=== Your objective ===
Your answer must consist of exactly the lines below, starting with the line with "a scene description." and going on through the line with "pub const KEYWORD_CATEGORIES: &[(&str, &[&str])]", and nothing else.

=== Input material ===
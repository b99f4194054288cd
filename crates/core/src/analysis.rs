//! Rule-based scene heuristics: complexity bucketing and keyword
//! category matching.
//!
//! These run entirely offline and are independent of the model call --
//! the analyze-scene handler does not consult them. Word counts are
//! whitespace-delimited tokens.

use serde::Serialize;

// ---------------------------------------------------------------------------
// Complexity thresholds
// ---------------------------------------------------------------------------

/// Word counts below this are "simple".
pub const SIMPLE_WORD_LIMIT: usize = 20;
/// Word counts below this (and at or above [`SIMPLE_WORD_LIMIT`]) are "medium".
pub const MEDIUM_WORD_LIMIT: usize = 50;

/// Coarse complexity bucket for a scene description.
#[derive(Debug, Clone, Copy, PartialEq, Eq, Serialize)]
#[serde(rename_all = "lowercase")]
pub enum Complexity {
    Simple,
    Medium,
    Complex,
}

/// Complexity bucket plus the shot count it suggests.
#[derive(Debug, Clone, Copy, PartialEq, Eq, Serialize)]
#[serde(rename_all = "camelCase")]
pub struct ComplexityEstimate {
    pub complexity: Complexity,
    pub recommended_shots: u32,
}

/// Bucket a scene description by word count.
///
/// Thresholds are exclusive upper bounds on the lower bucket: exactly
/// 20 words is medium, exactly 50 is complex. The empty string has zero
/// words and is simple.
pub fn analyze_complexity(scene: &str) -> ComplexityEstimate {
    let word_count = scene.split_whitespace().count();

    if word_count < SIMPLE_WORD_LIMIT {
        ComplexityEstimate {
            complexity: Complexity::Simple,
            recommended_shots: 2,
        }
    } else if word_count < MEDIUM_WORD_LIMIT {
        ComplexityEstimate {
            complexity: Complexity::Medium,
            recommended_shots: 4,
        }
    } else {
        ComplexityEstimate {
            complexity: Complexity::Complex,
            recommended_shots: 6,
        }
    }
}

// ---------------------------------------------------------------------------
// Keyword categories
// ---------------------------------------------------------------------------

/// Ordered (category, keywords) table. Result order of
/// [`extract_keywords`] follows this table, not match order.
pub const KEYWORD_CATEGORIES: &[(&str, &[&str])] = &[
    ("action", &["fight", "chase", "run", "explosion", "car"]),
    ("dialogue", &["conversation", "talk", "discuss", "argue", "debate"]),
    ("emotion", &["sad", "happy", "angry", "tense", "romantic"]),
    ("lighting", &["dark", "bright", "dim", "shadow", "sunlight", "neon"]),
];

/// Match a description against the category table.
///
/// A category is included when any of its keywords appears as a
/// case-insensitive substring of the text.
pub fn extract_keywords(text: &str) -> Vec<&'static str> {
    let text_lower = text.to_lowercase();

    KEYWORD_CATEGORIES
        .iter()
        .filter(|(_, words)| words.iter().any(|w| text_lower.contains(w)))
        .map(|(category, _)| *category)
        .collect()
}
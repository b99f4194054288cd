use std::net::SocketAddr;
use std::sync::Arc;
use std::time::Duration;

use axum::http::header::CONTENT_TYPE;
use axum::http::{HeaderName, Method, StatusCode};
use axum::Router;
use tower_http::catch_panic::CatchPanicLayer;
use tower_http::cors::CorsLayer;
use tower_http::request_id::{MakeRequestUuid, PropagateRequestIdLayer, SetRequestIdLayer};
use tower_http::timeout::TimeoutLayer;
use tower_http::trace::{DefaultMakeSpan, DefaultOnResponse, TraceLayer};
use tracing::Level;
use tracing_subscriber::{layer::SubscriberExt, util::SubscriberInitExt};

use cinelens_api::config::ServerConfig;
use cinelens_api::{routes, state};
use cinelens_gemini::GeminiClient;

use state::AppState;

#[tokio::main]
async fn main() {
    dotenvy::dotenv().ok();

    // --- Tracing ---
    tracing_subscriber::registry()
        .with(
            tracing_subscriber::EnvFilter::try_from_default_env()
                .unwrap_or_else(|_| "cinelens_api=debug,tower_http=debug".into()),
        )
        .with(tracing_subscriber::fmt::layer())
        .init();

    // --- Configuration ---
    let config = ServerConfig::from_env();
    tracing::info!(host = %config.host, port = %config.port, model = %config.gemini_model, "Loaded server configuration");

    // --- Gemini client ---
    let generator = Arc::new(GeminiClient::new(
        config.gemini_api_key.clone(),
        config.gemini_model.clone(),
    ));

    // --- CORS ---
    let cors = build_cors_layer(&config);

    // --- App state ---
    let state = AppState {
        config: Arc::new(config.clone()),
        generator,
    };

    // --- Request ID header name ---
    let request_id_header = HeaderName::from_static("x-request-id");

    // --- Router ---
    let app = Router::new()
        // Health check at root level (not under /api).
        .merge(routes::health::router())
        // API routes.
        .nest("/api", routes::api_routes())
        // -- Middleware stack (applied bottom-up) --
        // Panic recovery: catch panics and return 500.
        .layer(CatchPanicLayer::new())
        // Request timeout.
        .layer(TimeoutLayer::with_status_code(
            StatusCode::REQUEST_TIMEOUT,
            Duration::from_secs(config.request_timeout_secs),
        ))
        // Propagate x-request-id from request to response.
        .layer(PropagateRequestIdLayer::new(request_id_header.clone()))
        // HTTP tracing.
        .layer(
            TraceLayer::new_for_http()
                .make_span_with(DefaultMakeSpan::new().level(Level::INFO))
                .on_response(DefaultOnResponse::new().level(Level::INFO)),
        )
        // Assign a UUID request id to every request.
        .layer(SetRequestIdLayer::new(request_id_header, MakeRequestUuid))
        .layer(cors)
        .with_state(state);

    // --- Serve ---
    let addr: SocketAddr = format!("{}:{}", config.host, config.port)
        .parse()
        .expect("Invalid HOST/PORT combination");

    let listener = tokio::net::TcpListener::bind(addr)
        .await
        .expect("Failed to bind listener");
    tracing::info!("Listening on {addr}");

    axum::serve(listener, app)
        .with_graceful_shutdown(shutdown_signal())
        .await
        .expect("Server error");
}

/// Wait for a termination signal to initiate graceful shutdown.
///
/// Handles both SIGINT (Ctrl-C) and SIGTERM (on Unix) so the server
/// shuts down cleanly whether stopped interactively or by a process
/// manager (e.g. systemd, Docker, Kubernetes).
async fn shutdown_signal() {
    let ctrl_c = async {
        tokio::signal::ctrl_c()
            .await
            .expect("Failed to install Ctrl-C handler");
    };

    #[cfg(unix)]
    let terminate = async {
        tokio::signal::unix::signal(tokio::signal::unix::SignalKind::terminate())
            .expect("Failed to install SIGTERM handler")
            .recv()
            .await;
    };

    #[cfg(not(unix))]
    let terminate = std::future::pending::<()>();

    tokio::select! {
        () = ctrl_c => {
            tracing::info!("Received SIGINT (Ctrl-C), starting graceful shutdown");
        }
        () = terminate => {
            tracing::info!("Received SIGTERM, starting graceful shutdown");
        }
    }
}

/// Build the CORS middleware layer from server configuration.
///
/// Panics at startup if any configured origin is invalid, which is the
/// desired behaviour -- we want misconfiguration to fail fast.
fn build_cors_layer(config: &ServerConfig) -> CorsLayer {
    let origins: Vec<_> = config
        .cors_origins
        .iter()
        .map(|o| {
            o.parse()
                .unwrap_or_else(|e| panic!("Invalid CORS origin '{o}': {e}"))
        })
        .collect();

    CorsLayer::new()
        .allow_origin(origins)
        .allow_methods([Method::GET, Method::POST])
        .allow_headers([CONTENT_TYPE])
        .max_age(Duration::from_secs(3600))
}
---
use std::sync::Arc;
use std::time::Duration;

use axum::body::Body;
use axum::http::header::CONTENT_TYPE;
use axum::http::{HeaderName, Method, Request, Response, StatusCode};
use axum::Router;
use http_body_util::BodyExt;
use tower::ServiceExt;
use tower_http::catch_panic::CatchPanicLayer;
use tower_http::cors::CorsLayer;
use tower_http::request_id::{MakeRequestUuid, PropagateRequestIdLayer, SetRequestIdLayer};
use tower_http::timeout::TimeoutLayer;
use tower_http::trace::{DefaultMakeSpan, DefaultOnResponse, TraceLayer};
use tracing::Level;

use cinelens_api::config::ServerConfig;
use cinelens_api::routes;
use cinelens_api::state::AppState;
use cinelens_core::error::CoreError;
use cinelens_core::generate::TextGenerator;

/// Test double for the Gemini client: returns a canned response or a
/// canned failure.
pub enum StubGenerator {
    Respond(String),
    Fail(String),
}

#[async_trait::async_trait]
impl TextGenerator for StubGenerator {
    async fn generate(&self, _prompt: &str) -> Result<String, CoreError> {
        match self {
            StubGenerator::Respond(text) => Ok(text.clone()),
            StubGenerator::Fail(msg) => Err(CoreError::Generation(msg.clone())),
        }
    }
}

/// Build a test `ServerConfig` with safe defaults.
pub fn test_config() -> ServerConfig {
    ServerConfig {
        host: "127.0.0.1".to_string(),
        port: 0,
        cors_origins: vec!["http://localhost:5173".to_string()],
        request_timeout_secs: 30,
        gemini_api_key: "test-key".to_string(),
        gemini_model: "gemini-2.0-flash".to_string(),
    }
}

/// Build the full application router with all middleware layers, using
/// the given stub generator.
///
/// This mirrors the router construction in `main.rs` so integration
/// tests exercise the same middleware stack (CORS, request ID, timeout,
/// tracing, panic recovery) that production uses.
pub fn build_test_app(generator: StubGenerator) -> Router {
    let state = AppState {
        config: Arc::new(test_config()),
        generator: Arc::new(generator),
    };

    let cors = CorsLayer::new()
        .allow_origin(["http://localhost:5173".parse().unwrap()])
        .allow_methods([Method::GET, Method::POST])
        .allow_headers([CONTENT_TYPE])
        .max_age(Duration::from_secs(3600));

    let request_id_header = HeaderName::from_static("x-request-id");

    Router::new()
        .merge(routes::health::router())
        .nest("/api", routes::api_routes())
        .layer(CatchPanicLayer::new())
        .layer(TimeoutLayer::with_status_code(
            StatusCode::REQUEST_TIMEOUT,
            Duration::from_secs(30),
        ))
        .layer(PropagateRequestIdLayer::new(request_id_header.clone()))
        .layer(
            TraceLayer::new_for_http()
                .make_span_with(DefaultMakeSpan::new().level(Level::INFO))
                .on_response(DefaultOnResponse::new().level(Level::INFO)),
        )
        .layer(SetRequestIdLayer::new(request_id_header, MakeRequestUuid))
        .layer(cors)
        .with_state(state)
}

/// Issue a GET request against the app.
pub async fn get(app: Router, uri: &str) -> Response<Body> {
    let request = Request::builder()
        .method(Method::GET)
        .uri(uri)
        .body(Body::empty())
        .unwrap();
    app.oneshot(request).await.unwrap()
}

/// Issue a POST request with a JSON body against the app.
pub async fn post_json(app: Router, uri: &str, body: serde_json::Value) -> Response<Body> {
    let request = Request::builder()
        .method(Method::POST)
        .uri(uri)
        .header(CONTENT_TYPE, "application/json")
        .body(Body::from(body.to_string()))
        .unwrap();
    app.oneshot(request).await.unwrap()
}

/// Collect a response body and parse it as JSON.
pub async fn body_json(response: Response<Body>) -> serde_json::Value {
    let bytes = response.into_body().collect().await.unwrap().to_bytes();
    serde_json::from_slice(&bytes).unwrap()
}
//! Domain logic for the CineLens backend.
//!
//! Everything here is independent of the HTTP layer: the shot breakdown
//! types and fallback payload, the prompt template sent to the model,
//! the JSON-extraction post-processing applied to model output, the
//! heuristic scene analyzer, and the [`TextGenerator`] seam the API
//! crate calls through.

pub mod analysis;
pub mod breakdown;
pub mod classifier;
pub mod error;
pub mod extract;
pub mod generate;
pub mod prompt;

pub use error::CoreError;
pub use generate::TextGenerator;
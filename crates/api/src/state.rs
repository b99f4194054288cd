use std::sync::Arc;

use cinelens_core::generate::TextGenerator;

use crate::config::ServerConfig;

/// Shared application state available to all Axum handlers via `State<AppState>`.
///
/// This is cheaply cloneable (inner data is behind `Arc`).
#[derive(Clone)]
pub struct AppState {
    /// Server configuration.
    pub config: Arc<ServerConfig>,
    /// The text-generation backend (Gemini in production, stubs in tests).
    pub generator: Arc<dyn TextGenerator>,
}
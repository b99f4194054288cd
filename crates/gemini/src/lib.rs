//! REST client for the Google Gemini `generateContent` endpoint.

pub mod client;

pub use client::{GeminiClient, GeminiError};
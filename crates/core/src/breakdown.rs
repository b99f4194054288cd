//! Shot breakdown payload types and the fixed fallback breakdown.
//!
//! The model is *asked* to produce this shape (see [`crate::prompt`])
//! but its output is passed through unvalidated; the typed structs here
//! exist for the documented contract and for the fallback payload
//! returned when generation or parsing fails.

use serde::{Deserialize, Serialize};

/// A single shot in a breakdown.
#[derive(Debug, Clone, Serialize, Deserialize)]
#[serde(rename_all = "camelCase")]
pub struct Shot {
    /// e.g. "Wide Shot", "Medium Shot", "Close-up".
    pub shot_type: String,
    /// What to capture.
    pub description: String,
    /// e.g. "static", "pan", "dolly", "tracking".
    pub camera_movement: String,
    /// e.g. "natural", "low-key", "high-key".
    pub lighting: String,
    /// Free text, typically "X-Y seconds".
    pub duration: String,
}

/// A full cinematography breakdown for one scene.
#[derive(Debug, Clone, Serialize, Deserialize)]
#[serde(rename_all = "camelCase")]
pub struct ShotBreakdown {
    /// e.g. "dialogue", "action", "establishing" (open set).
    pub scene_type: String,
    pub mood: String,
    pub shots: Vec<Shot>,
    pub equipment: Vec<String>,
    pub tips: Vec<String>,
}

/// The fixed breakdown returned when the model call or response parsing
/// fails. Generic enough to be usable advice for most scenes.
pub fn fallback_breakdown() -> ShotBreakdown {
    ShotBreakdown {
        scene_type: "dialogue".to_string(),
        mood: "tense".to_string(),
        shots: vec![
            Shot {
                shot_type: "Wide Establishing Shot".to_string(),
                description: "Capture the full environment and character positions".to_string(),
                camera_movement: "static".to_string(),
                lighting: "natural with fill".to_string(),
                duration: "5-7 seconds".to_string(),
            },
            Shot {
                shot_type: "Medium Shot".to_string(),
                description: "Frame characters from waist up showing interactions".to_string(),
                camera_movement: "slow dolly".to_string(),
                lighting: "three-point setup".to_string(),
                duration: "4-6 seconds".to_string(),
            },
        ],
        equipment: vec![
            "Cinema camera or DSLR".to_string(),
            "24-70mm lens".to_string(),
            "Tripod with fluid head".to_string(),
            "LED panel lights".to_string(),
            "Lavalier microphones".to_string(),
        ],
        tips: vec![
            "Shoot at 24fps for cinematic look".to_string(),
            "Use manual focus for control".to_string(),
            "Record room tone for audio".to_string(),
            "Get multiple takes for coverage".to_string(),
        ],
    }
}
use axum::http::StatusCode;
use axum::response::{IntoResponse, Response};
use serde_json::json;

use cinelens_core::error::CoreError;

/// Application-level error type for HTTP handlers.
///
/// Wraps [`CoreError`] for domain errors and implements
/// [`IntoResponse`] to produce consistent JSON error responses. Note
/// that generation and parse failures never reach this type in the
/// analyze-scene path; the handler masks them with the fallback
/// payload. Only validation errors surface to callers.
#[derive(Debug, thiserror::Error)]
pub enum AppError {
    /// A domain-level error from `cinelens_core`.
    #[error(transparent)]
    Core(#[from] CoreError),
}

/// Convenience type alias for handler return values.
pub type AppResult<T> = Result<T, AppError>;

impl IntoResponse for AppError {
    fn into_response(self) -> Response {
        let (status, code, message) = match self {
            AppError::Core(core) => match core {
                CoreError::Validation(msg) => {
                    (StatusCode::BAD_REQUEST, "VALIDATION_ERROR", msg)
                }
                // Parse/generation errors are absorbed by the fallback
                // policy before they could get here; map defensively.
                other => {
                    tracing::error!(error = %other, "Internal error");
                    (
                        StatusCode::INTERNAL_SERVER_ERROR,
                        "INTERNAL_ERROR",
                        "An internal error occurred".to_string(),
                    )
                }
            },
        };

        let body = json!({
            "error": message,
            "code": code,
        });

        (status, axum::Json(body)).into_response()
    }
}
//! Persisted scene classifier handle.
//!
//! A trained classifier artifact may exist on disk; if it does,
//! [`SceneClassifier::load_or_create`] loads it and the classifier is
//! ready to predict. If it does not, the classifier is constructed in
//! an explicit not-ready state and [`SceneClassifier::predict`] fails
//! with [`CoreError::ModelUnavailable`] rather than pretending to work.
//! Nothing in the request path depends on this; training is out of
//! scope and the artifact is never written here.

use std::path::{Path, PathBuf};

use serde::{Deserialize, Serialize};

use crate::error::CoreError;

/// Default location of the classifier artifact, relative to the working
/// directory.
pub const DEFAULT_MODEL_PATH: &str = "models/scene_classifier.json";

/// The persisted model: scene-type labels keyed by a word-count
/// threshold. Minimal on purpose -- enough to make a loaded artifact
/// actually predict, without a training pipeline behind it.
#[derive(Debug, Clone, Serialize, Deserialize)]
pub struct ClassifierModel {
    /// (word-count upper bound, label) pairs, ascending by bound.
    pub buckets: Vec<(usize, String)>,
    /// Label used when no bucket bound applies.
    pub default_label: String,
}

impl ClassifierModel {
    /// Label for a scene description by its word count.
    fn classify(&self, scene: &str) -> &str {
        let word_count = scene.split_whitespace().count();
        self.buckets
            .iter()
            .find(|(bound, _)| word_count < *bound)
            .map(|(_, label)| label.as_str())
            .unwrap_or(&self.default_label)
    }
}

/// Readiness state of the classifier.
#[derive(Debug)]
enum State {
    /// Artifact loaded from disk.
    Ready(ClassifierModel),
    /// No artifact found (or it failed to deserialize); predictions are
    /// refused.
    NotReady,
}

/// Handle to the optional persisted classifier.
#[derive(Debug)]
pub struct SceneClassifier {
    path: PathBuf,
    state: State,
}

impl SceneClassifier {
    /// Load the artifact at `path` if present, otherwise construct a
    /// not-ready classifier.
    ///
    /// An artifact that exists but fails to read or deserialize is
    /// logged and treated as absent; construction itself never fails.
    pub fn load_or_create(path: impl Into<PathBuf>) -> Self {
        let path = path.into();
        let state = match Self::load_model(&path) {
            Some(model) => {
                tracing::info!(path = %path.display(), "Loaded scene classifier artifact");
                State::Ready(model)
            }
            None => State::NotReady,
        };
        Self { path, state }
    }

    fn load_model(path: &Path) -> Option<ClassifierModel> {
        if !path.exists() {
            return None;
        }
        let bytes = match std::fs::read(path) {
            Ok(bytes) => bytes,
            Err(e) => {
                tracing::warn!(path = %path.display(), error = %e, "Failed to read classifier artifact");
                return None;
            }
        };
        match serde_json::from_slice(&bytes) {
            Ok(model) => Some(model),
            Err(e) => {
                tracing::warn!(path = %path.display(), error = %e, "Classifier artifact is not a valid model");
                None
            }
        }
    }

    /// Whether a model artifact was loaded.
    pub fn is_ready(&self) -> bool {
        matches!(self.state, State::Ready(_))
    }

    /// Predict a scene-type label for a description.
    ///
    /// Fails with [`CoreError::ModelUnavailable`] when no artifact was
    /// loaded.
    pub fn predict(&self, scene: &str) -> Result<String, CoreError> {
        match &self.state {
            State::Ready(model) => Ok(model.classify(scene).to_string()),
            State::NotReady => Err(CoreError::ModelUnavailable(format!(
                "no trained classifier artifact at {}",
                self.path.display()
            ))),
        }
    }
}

=== Final answer ===
/// Coarse complexity bucket for a scene description.
#[derive(Debug, Clone, Copy, PartialEq, Eq, Serialize)]
#[serde(rename_all = "lowercase")]
pub enum Complexity {
    Simple,
    Medium,
    Complex,
}

/// Complexity bucket plus the shot count it suggests.
#[derive(Debug, Clone, Copy, PartialEq, Eq, Serialize)]
#[serde(rename_all = "camelCase")]
pub struct ComplexityEstimate {
    pub complexity: Complexity,
    pub recommended_shots: u32,
}

/// Bucket a scene description by word count.
///
/// Thresholds are exclusive upper bounds on the lower bucket: exactly
/// 20 words is medium, exactly 50 is complex. The empty string has zero
/// words and is simple.
pub fn analyze_complexity(scene: &str) -> ComplexityEstimate {
    let word_count = scene.split_whitespace().count();

    if word_count < SIMPLE_WORD_LIMIT {
        ComplexityEstimate {
            complexity: Complexity::Simple,
            recommended_shots: 2,
        }
    } else if word_count < MEDIUM_WORD_LIMIT {
        ComplexityEstimate {
            complexity: Complexity::Medium,
            recommended_shots: 4,
        }
    } else {
        ComplexityEstimate {
            complexity: Complexity::Complex,
            recommended_shots: 6,
        }
    }
}

// ---------------------------------------------------------------------------
// Keyword categories
// ---------------------------------------------------------------------------

/// Ordered (category, keywords) table. Result order of
/// [`extract_keywords`] follows this table, not match order.
pub const KEYWORD_CATEGORIES: &[(&str, &[&str])] = &[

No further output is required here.